WHAT IS REQUIRED:
Please repeat the lines below exactly. Begin with the line containing "pub mod gateway;" and go on through the line containing "pub use fanout::Hub;".
____ STORED DATA
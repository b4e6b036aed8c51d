//! Error taxonomy surfaced across the relay's library boundary.

use thiserror::Error;

/// Errors the transport layer can observe.
///
/// Credential and quota failures are classified here with stable codes; the
/// transport layer maps `code()` straight onto the wire. Upstream trouble is
/// handled internally and only ever shows up as [`RelayError::Unavailable`]
/// on read paths.
#[derive(Debug, Error)]
pub enum RelayError {
    #[error("credential is required")]
    MissingCredential,

    #[error("invalid credential")]
    InvalidCredential,

    #[error("credential has expired")]
    ExpiredCredential,

    #[error("credential has been revoked")]
    RevokedCredential,

    #[error("tenant account is suspended")]
    SuspendedTenant,

    #[error("request rate limit exceeded")]
    QuotaExceededRps,

    #[error("maximum concurrent streams exceeded")]
    QuotaExceededStreams,

    #[error("daily request quota exceeded")]
    QuotaExceededDaily,

    #[error("unavailable: {0}")]
    Unavailable(String),
}

impl RelayError {
    /// Stable machine-readable code for the transport layer.
    pub fn code(&self) -> &'static str {
        match self {
            RelayError::MissingCredential => "AUTH_MISSING_CREDENTIAL",
            RelayError::InvalidCredential => "AUTH_INVALID_CREDENTIAL",
            RelayError::ExpiredCredential => "AUTH_EXPIRED_CREDENTIAL",
            RelayError::RevokedCredential => "AUTH_REVOKED_CREDENTIAL",
            RelayError::SuspendedTenant => "AUTH_SUSPENDED_TENANT",
            RelayError::QuotaExceededRps => "QUOTA_EXCEEDED_RPS",
            RelayError::QuotaExceededStreams => "QUOTA_EXCEEDED_STREAMS",
            RelayError::QuotaExceededDaily => "QUOTA_EXCEEDED_DAILY",
            RelayError::Unavailable(_) => "UNAVAILABLE",
        }
    }
}

/// Result alias for boundary operations.
pub type Result<T> = std::result::Result<T, RelayError>;

#[cfg(test)]
mod tests {
    use super::*;

    #[test]
    fn codes_are_stable() {
        assert_eq!(RelayError::MissingCredential.code(), "AUTH_MISSING_CREDENTIAL");
        assert_eq!(RelayError::QuotaExceededRps.code(), "QUOTA_EXCEEDED_RPS");
        assert_eq!(
            RelayError::Unavailable("no data".into()).code(),
            "UNAVAILABLE"
        );
    }
}
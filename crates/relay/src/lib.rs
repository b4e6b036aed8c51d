//! Multi-tenant market-data relay.
//!
//! Maintains a small number of connections to an upstream market-data
//! gateway, caches the latest per-symbol state, and fans updates out to
//! many authenticated subscribers with per-key rate and concurrency
//! budgets.
//!
//! ## Architecture
//!
//! ```text
//! gateway (primary/standby)
//!         ↓ per-symbol streams
//! upstream::Manager (failover, health, backoff)
//!         ↓ ingest sink
//! cache::MarketCache ── fanout::Hub
//!         ↓                  ↓ bounded queues, drop + evict
//! session::Relay  ←── auth::AuthGate + ratelimit::RateLimiter
//!         ↓
//! transport layer (out of scope)
//! ```
//!
//! ## Back-pressure
//!
//! Subscriber queue capacity is the only knob: publishes are `try_send`,
//! overflow is counted and, past the slow-consumer threshold, the
//! subscriber is evicted and its queue closed exactly once.

pub mod auth;
pub mod cache;
pub mod config;
pub mod error;
pub mod fanout;
pub mod gateway;
pub mod ratelimit;
pub mod repo;
pub mod session;
pub mod upstream;
pub mod usage;

pub use auth::AuthGate;
pub use cache::MarketCache;
pub use config::RelayConfig;
pub use error::{RelayError, Result};
pub use fanout::Hub;
pub use gateway::{GatewayClient, GatewayConn, GatewayError, UpdateStream};
pub use ratelimit::RateLimiter;
pub use repo::{RepoError, Repository, SqlRepository};
pub use session::{ingest_sink, Relay, StreamSession};
pub use upstream::{Manager, WsGatewayClient};
pub use usage::UsageCollector;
________
REPLY:
pub mod gateway;
pub mod ratelimit;
pub mod repo;
pub mod session;
pub mod upstream;
pub mod usage;

pub use auth::AuthGate;
pub use cache::MarketCache;
pub use config::RelayConfig;
pub use error::{RelayError, Result};
pub use fanout::Hub;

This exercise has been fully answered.